WORK INSTRUCTION
Wherever the word "endpoint" occurs in the lines below, copy the whole line.

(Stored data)
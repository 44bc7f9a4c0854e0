use config::{Config, ConfigError, Environment, File};
use serde::{Deserialize, Serialize};
use std::path::Path;
use std::time::Duration;
use tracing::{debug, info};

use crate::media::FacingMode;

#[derive(Debug, Deserialize, Serialize, Clone, PartialEq)]
pub struct ClipcastConfig {
    pub service: ServiceConfig,
    pub channel: ChannelConfig,
    pub capture: CaptureConfig,
    pub recording: RecordingConfig,
    pub export: ExportConfig,
    #[serde(default)]
    pub overlay: OverlayConfig,
    pub system: SystemConfig,
}

#[derive(Debug, Deserialize, Serialize, Clone, PartialEq)]
pub struct ServiceConfig {
    /// Base URL of the processing service
    #[serde(default = "default_base_url")]
    pub base_url: String,

    /// Path of the multipart upload endpoint
    #[serde(default = "default_upload_path")]
    pub upload_path: String,

    /// Multipart field carrying the video
    #[serde(default = "default_upload_field")]
    pub upload_field: String,

    /// Whole-request timeout for an upload
    #[serde(default = "default_request_timeout")]
    pub request_timeout_seconds: u64,

    /// Size of each streamed body piece (one progress tick per piece)
    #[serde(default = "default_upload_chunk_bytes")]
    pub upload_chunk_bytes: usize,
}

#[derive(Debug, Deserialize, Serialize, Clone, PartialEq)]
pub struct ChannelConfig {
    /// Real-time channel address; falls back to the service base URL
    pub url: Option<String>,

    /// Socket.IO endpoint path
    #[serde(default = "default_socket_path")]
    pub socket_path: String,

    #[serde(default = "default_connect_timeout")]
    pub connect_timeout_seconds: u64,
}

#[derive(Debug, Deserialize, Serialize, Clone, PartialEq)]
pub struct CaptureConfig {
    /// Facing mode used until the user switches
    #[serde(default = "default_facing")]
    pub default_facing: FacingMode,

    /// Video device index of the front (user-facing) camera
    #[serde(default = "default_front_device")]
    pub front_device: u32,

    /// Video device index of the back (environment) camera
    #[serde(default = "default_back_device")]
    pub back_device: u32,

    /// Capture resolution (width, height)
    #[serde(default = "default_resolution")]
    pub resolution: (u32, u32),

    #[serde(default = "default_fps")]
    pub fps: u32,

    /// How often the capture backend emits a data chunk
    #[serde(default = "default_chunk_interval")]
    pub chunk_interval_ms: u64,

    /// Declared mime type of recorded artifacts
    #[serde(default = "default_mime_type")]
    pub mime_type: String,
}

#[derive(Debug, Deserialize, Serialize, Clone, PartialEq)]
pub struct RecordingConfig {
    /// Suggested file name of recorded artifacts
    #[serde(default = "default_file_name")]
    pub file_name: String,

    /// Interval of elapsed-time UI ticks
    #[serde(default = "default_tick_interval")]
    pub tick_interval_ms: u64,
}

#[derive(Debug, Deserialize, Serialize, Clone, PartialEq)]
pub struct ExportConfig {
    /// Directory the save affordance writes into
    #[serde(default = "default_export_directory")]
    pub directory: String,
}

#[derive(Debug, Deserialize, Serialize, Clone, PartialEq, Default)]
pub struct OverlayConfig {
    /// Location shown on the map before any update, as [lat, lng]
    pub initial_location: Option<(f64, f64)>,
}

#[derive(Debug, Deserialize, Serialize, Clone, PartialEq)]
pub struct SystemConfig {
    /// Event bus capacity
    #[serde(default = "default_event_bus_capacity")]
    pub event_bus_capacity: usize,
}

impl ClipcastConfig {
    /// Load configuration from default sources (file + environment variables)
    pub fn load() -> Result<Self, ConfigError> {
        Self::load_from_file("clipcast.toml")
    }

    /// Load configuration from a specific file path
    pub fn load_from_file<P: AsRef<Path>>(path: P) -> Result<Self, ConfigError> {
        let path_str = path.as_ref().to_string_lossy();
        debug!("Loading configuration from: {}", path_str);

        let settings = Config::builder()
            .set_default("service.base_url", default_base_url())?
            .set_default("service.upload_path", default_upload_path())?
            .set_default("service.upload_field", default_upload_field())?
            .set_default("service.request_timeout_seconds", default_request_timeout())?
            .set_default(
                "service.upload_chunk_bytes",
                default_upload_chunk_bytes() as u64,
            )?
            .set_default("channel.socket_path", default_socket_path())?
            .set_default("channel.connect_timeout_seconds", default_connect_timeout())?
            .set_default("capture.default_facing", default_facing().as_str())?
            .set_default("capture.front_device", default_front_device())?
            .set_default("capture.back_device", default_back_device())?
            .set_default(
                "capture.resolution",
                vec![default_resolution().0, default_resolution().1],
            )?
            .set_default("capture.fps", default_fps())?
            .set_default("capture.chunk_interval_ms", default_chunk_interval())?
            .set_default("capture.mime_type", default_mime_type())?
            .set_default("recording.file_name", default_file_name())?
            .set_default("recording.tick_interval_ms", default_tick_interval())?
            .set_default("export.directory", default_export_directory())?
            .set_default(
                "system.event_bus_capacity",
                default_event_bus_capacity() as u64,
            )?
            .add_source(File::with_name(&path_str).required(false))
            .add_source(Environment::with_prefix("CLIPCAST").separator("_"))
            .build()?;

        let config: ClipcastConfig = settings.try_deserialize()?;

        info!("Configuration loaded successfully");
        debug!("Final configuration: {:#?}", config);

        Ok(config)
    }

    /// Validate configuration values
    pub fn validate(&self) -> Result<(), ConfigError> {
        if self.service.base_url.trim().is_empty() {
            return Err(ConfigError::Message(
                "Service base_url must not be empty".to_string(),
            ));
        }

        if url::Url::parse(&self.service.base_url).is_err() {
            return Err(ConfigError::Message(format!(
                "Service base_url '{}' is not a valid URL",
                self.service.base_url
            )));
        }

        if self.service.upload_chunk_bytes == 0 {
            return Err(ConfigError::Message(
                "Service upload_chunk_bytes must be greater than 0".to_string(),
            ));
        }

        if self.capture.fps == 0 {
            return Err(ConfigError::Message(
                "Capture fps must be greater than 0".to_string(),
            ));
        }

        if self.capture.resolution.0 == 0 || self.capture.resolution.1 == 0 {
            return Err(ConfigError::Message(
                "Capture resolution must be greater than 0".to_string(),
            ));
        }

        if self.capture.chunk_interval_ms == 0 {
            return Err(ConfigError::Message(
                "Capture chunk_interval_ms must be greater than 0".to_string(),
            ));
        }

        if self.recording.tick_interval_ms == 0 {
            return Err(ConfigError::Message(
                "Recording tick_interval_ms must be greater than 0".to_string(),
            ));
        }

        if self.recording.file_name.trim().is_empty() {
            return Err(ConfigError::Message(
                "Recording file_name must not be empty".to_string(),
            ));
        }

        if self.system.event_bus_capacity == 0 {
            return Err(ConfigError::Message(
                "Event bus capacity must be greater than 0".to_string(),
            ));
        }

        Ok(())
    }

    /// Full URL of the upload endpoint
    pub fn upload_url(&self) -> String {
        join_url(&self.service.base_url, &self.service.upload_path)
    }

    /// Base address of the real-time channel
    pub fn channel_url(&self) -> String {
        self.channel
            .url
            .clone()
            .unwrap_or_else(|| self.service.base_url.clone())
    }

    pub fn request_timeout(&self) -> Duration {
        Duration::from_secs(self.service.request_timeout_seconds)
    }

    pub fn connect_timeout(&self) -> Duration {
        Duration::from_secs(self.channel.connect_timeout_seconds)
    }
}

fn join_url(base: &str, path: &str) -> String {
    format!(
        "{}/{}",
        base.trim_end_matches('/'),
        path.trim_start_matches('/')
    )
}

impl Default for ClipcastConfig {
    fn default() -> Self {
        Self {
            service: ServiceConfig {
                base_url: default_base_url(),
                upload_path: default_upload_path(),
                upload_field: default_upload_field(),
                request_timeout_seconds: default_request_timeout(),
                upload_chunk_bytes: default_upload_chunk_bytes(),
            },
            channel: ChannelConfig {
                url: None,
                socket_path: default_socket_path(),
                connect_timeout_seconds: default_connect_timeout(),
            },
            capture: CaptureConfig {
                default_facing: default_facing(),
                front_device: default_front_device(),
                back_device: default_back_device(),
                resolution: default_resolution(),
                fps: default_fps(),
                chunk_interval_ms: default_chunk_interval(),
                mime_type: default_mime_type(),
            },
            recording: RecordingConfig {
                file_name: default_file_name(),
                tick_interval_ms: default_tick_interval(),
            },
            export: ExportConfig {
                directory: default_export_directory(),
            },
            overlay: OverlayConfig::default(),
            system: SystemConfig {
                event_bus_capacity: default_event_bus_capacity(),
            },
        }
    }
}

// Default value functions
fn default_base_url() -> String {
    "http://localhost:5000".to_string()
}
fn default_upload_path() -> String {
    "/api/videos/upload".to_string()
}
fn default_upload_field() -> String {
    "video".to_string()
}
fn default_request_timeout() -> u64 {
    300
}
fn default_upload_chunk_bytes() -> usize {
    64 * 1024
}

fn default_socket_path() -> String {
    "/socket.io/".to_string()
}
fn default_connect_timeout() -> u64 {
    10
}

fn default_facing() -> FacingMode {
    FacingMode::Back
}
fn default_front_device() -> u32 {
    0
}
fn default_back_device() -> u32 {
    1
}
fn default_resolution() -> (u32, u32) {
    (1280, 720)
}
fn default_fps() -> u32 {
    30
}
fn default_chunk_interval() -> u64 {
    1000
}
fn default_mime_type() -> String {
    "video/mp4".to_string()
}

fn default_file_name() -> String {
    "recorded-video.mp4".to_string()
}
fn default_tick_interval() -> u64 {
    1000
}

fn default_export_directory() -> String {
    "./recordings".to_string()
}

fn default_event_bus_capacity() -> usize {
    256
}
use super::connection::{ChannelConnection, ChannelConnector};
use super::message::ChannelMessage;
use crate::error::ChannelError;
use async_trait::async_trait;
use parking_lot::Mutex;
use std::sync::Arc;
use tokio::sync::mpsc;

type Delivery = Result<ChannelMessage, ChannelError>;

#[derive(Default)]
struct ScriptState {
    refuse_reason: Option<String>,
    connects: usize,
    senders: Vec<mpsc::UnboundedSender<Delivery>>,
}

/// In-process connector whose connections deliver whatever the test injects
#[derive(Clone, Default)]
pub struct ScriptedChannel {
    state: Arc<Mutex<ScriptState>>,
}

impl ScriptedChannel {
    pub fn new() -> Self {
        Self::default()
    }

    /// Make following connection attempts fail
    pub fn refuse(&self, reason: &str) {
        self.state.lock().refuse_reason = Some(reason.to_string());
    }

    /// Deliver a message to every open connection; returns how many got it
    pub fn inject(&self, message: ChannelMessage) -> usize {
        self.deliver(|| Ok(message.clone()))
    }

    /// Deliver a frame that fails to decode
    pub fn inject_malformed(&self, details: &str) -> usize {
        self.deliver(|| {
            Err(ChannelError::Codec {
                details: details.to_string(),
            })
        })
    }

    /// Close every open connection from the server side
    pub fn hang_up(&self) {
        self.state.lock().senders.clear();
    }

    pub fn connects(&self) -> usize {
        self.state.lock().connects
    }

    /// Connections whose client side is still open
    pub fn open_connections(&self) -> usize {
        self.state
            .lock()
            .senders
            .iter()
            .filter(|sender| !sender.is_closed())
            .count()
    }

    fn deliver<F: Fn() -> Delivery>(&self, make: F) -> usize {
        let mut state = self.state.lock();
        state.senders.retain(|sender| !sender.is_closed());
        state
            .senders
            .iter()
            .filter(|sender| sender.send(make()).is_ok())
            .count()
    }
}

#[async_trait]
impl ChannelConnector for ScriptedChannel {
    fn endpoint(&self) -> String {
        "scripted://channel".to_string()
    }

    async fn connect(&self) -> Result<Box<dyn ChannelConnection>, ChannelError> {
        let mut state = self.state.lock();
        if let Some(reason) = &state.refuse_reason {
            return Err(ChannelError::ConnectFailed {
                url: "scripted://channel".to_string(),
                details: reason.clone(),
            });
        }

        let (tx, rx) = mpsc::unbounded_channel();
        state.connects += 1;
        state.senders.push(tx);
        Ok(Box::new(ScriptedConnection { receiver: rx }))
    }
}

struct ScriptedConnection {
    receiver: mpsc::UnboundedReceiver<Delivery>,
}

#[async_trait]
impl ChannelConnection for ScriptedConnection {
    async fn next_message(&mut self) -> Result<Option<ChannelMessage>, ChannelError> {
        match self.receiver.recv().await {
            Some(delivery) => delivery.map(Some),
            None => Ok(None),
        }
    }

    async fn close(&mut self) {
        self.receiver.close();
    }
}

RESULT FOR THIS TASK
    /// Path of the multipart upload endpoint
    /// Socket.IO endpoint path
    /// Full URL of the upload endpoint
    fn endpoint(&self) -> String {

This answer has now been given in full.